Track down each line below containing the string "Pattern" and copy it.

Stored data
----------------------------------------

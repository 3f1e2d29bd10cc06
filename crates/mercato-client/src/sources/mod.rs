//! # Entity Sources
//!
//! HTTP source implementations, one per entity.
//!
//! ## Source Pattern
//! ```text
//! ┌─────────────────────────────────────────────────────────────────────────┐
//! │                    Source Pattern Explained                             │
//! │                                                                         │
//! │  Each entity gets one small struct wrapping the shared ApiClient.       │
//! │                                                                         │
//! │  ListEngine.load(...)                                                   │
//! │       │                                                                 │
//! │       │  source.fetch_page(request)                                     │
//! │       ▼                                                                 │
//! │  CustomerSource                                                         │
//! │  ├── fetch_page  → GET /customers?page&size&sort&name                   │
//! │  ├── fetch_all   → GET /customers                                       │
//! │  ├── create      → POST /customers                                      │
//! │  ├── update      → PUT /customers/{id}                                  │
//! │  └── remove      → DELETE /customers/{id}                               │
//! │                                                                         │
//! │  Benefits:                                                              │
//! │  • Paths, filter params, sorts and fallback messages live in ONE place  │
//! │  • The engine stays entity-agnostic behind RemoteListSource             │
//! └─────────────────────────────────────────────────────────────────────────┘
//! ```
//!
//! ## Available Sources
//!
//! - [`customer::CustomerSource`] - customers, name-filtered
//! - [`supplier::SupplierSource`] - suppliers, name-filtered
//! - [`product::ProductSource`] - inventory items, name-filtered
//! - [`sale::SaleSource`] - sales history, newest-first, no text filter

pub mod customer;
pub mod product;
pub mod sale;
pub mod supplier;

----------------------------------------

ANSWER SECTION
//! ## Source Pattern
//! │                    Source Pattern Explained                             │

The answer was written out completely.